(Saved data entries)
BEGIN

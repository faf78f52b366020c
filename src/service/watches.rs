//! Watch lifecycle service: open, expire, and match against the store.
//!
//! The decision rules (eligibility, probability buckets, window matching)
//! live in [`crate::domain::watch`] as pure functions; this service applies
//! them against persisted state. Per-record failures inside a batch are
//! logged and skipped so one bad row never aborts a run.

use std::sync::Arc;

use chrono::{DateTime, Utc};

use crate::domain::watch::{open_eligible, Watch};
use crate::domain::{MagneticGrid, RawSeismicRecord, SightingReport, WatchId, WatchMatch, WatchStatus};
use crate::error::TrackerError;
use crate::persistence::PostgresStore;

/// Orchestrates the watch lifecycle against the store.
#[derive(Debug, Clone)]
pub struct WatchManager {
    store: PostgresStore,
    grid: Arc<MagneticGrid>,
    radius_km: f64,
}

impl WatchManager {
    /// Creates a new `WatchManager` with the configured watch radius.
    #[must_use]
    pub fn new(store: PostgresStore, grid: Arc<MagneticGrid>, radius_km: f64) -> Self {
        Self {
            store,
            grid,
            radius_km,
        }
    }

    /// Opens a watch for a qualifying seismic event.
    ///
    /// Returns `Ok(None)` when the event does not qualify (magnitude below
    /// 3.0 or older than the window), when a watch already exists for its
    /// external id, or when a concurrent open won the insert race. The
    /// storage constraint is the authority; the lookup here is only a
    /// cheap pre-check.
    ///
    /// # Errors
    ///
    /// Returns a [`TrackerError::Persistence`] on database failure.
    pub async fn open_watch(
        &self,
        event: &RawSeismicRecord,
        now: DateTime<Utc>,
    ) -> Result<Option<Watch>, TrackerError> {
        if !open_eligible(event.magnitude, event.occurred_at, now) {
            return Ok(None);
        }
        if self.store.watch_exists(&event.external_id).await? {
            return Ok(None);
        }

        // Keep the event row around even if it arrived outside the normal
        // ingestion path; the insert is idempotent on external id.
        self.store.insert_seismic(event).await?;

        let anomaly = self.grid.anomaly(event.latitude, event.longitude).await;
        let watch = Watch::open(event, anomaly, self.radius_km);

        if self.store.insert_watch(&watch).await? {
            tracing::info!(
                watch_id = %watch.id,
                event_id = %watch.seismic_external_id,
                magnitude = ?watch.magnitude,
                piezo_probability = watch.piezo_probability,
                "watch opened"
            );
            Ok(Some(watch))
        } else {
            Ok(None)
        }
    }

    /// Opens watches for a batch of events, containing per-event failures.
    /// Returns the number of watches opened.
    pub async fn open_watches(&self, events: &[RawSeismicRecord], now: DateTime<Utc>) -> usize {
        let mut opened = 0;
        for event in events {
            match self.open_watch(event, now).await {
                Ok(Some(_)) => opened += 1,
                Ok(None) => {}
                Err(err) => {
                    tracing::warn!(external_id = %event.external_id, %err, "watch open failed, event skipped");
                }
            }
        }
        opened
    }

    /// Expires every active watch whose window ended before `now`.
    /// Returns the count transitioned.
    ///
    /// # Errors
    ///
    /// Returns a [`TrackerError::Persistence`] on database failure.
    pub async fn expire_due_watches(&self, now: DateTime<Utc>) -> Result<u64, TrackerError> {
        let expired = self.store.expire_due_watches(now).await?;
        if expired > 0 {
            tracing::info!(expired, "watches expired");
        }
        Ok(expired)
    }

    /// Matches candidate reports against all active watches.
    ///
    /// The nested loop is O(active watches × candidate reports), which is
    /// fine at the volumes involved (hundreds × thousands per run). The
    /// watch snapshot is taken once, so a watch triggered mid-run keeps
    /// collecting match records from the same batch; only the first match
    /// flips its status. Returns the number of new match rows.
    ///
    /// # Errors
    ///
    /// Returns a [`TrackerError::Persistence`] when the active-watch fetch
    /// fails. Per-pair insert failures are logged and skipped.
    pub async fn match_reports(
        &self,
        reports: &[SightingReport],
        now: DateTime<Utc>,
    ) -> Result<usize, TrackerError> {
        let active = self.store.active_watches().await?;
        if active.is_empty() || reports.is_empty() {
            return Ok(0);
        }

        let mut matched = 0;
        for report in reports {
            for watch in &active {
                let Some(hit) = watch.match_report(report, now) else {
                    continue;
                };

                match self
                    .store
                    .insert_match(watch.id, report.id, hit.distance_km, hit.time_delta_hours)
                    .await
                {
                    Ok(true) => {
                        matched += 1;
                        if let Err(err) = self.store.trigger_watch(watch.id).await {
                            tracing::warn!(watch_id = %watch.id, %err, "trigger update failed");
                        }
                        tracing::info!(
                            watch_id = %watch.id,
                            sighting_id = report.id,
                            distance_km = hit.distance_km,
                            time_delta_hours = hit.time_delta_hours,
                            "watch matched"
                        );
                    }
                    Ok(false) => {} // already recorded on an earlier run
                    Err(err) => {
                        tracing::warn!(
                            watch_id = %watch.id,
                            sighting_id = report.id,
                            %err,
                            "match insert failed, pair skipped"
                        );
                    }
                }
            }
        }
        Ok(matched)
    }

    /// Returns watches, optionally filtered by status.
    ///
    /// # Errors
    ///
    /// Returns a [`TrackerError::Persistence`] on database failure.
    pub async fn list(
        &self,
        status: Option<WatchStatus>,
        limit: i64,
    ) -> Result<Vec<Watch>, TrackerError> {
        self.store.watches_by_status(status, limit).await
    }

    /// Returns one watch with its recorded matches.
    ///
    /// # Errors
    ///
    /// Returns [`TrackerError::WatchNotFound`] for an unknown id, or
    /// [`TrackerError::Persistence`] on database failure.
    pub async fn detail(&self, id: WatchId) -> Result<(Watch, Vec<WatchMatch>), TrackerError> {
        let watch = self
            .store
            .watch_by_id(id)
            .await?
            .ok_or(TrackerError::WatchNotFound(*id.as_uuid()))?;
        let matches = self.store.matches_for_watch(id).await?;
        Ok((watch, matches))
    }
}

END

WHAT THE TASK ASKS: Return, in full, every line of these entries that holds "MagneticGrid".

ANSWER BOX:
use crate::domain::{MagneticGrid, RawSeismicRecord, SightingReport, WatchId, WatchMatch, WatchStatus};
    grid: Arc<MagneticGrid>,
    pub fn new(store: PostgresStore, grid: Arc<MagneticGrid>, radius_km: f64) -> Self {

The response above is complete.